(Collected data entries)
□ □ □ □

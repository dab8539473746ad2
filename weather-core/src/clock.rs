use chrono::DateTime;
use chrono_tz::Tz;

/// Placeholder for times that cannot be rendered.
pub const UNAVAILABLE: &str = "N/A";

/// Render a unix timestamp as 12-hour wall-clock time in `timezone`, e.g.
/// `6:42 AM`.
///
/// An empty zone name means UTC. Unknown zone names and out-of-range
/// timestamps give [`UNAVAILABLE`] instead of an error.
pub fn format_local_time(timestamp: i64, timezone: &str) -> String {
    let Some(tz) = resolve_zone(timezone) else {
        tracing::debug!(timezone, "unknown timezone");
        return UNAVAILABLE.to_string();
    };

    match DateTime::from_timestamp(timestamp, 0) {
        Some(utc) => utc.with_timezone(&tz).format("%-I:%M %p").to_string(),
        None => UNAVAILABLE.to_string(),
    }
}

fn resolve_zone(timezone: &str) -> Option<Tz> {
    if timezone.is_empty() {
        return Some(Tz::UTC);
    }
    timezone.parse().ok()
}
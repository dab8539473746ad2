use std::{convert::TryFrom, fmt};

use crate::{
    error::{Result, WeatherError},
    model::Location,
};

pub const API_KEY_VAR: &str = "PIRATE_WEATHER_API_KEY";
pub const LAT_VAR: &str = "PIRATE_WEATHER_LAT";
pub const LON_VAR: &str = "PIRATE_WEATHER_LON";
pub const UNITS_VAR: &str = "PIRATE_WEATHER_UNITS";

/// New York City.
pub const DEFAULT_LOCATION: Location = Location { latitude: 40.7128, longitude: -74.0060 };
pub const DEFAULT_UNITS: Units = Units::Us;

/// Unit preset understood by the provider.
#[derive(Debug, Clone, Copy, PartialEq, Eq, Hash)]
pub enum Units {
    Us,
    Si,
    Ca,
    Uk,
}

impl Units {
    pub fn as_str(&self) -> &'static str {
        match self {
            Units::Us => "us",
            Units::Si => "si",
            Units::Ca => "ca",
            Units::Uk => "uk",
        }
    }

    pub const fn all() -> &'static [Units] {
        &[Units::Us, Units::Si, Units::Ca, Units::Uk]
    }

    /// "us, si, ca, uk"
    pub fn joined() -> String {
        Units::all().iter().map(Units::as_str).collect::<Vec<_>>().join(", ")
    }

    pub fn temperature_unit(&self) -> &'static str {
        match self {
            Units::Us => "°F",
            Units::Si | Units::Ca | Units::Uk => "°C",
        }
    }

    pub fn wind_speed_unit(&self) -> &'static str {
        match self {
            Units::Us => "mph",
            Units::Si => "m/s",
            Units::Ca | Units::Uk => "km/h",
        }
    }
}

impl fmt::Display for Units {
    fn fmt(&self, f: &mut fmt::Formatter<'_>) -> fmt::Result {
        f.write_str(self.as_str())
    }
}

impl TryFrom<&str> for Units {
    type Error = WeatherError;

    /// Exact, case-sensitive match against the provider's preset names.
    fn try_from(value: &str) -> Result<Self> {
        Units::all()
            .iter()
            .copied()
            .find(|units| units.as_str() == value)
            .ok_or_else(|| WeatherError::InvalidUnits(value.to_string()))
    }
}

/// Values given on the command line. They win over the environment.
#[derive(Debug, Clone, Default)]
pub struct Overrides {
    pub latitude: Option<f64>,
    pub longitude: Option<f64>,
    pub units: Option<String>,
}

/// Fully resolved settings for one lookup.
#[derive(Clone, PartialEq)]
pub struct Config {
    pub location: Location,
    pub units: Units,
    pub api_key: String,
}

// Keeps the key out of logs and panic messages.
impl fmt::Debug for Config {
    fn fmt(&self, f: &mut fmt::Formatter<'_>) -> fmt::Result {
        f.debug_struct("Config")
            .field("location", &self.location)
            .field("units", &self.units)
            .field("api_key", &"<redacted>")
            .finish()
    }
}

impl Config {
    /// Resolve against the process environment.
    pub fn from_env(overrides: Overrides) -> Result<Self> {
        Self::resolve(overrides, |name| std::env::var(name).ok())
    }

    /// Resolve using `env` to look variables up. Empty values count as unset.
    ///
    /// The API key is checked before the units, and both are checked before
    /// anything touches the network.
    pub fn resolve<F>(overrides: Overrides, env: F) -> Result<Self>
    where
        F: Fn(&str) -> Option<String>,
    {
        let lookup = |name: &str| env(name).filter(|value| !value.is_empty());

        let latitude = overrides.latitude.unwrap_or_else(|| {
            float_or_default(LAT_VAR, lookup(LAT_VAR), DEFAULT_LOCATION.latitude)
        });
        let longitude = overrides.longitude.unwrap_or_else(|| {
            float_or_default(LON_VAR, lookup(LON_VAR), DEFAULT_LOCATION.longitude)
        });
        let units = overrides
            .units
            .or_else(|| lookup(UNITS_VAR))
            .unwrap_or_else(|| DEFAULT_UNITS.as_str().to_string());

        let api_key = lookup(API_KEY_VAR).ok_or(WeatherError::MissingApiKey)?;
        let units = Units::try_from(units.as_str())?;

        Ok(Config { location: Location { latitude, longitude }, units, api_key })
    }
}

/// Unparseable input falls back to the default without surfacing an error.
fn float_or_default(name: &str, raw: Option<String>, default: f64) -> f64 {
    let Some(raw) = raw else {
        return default;
    };

    match raw.parse::<f64>() {
        Ok(value) => value,
        Err(err) => {
            tracing::debug!(var = name, value = %raw, error = %err, "ignoring bad coordinate");
            default
        }
    }
}
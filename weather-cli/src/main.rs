//! Binary crate for the `pirate-weather` command-line tool.
//!
//! This crate focuses on:
//! - Parsing CLI arguments
//! - Logging setup
//! - Printing the report to stdout

use clap::Parser;
use tracing_subscriber::EnvFilter;

mod cli;

#[tokio::main(flavor = "current_thread")]
async fn main() -> anyhow::Result<()> {
    let cmd = cli::Cli::parse();
    init_tracing(cmd.verbose);
    cmd.run().await
}

/// Logs go to stderr so stdout only carries the report. `RUST_LOG` wins over
/// `--verbose`.
fn init_tracing(verbose: bool) {
    let default = if verbose { "debug" } else { "warn" };
    let filter = EnvFilter::try_from_default_env().unwrap_or_else(|_| EnvFilter::new(default));

    tracing_subscriber::fmt().with_env_filter(filter).with_writer(std::io::stderr).init();
}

□ □ □ □

_Required work_
Each line, beginning at the one that contains "let default = if" and continuing through the end of the records, must be written out exactly, first and last included.

_Response area_
    let default = if verbose { "debug" } else { "warn" };
    let filter = EnvFilter::try_from_default_env().unwrap_or_else(|_| EnvFilter::new(default));

    tracing_subscriber::fmt().with_env_filter(filter).with_writer(std::io::stderr).init();
}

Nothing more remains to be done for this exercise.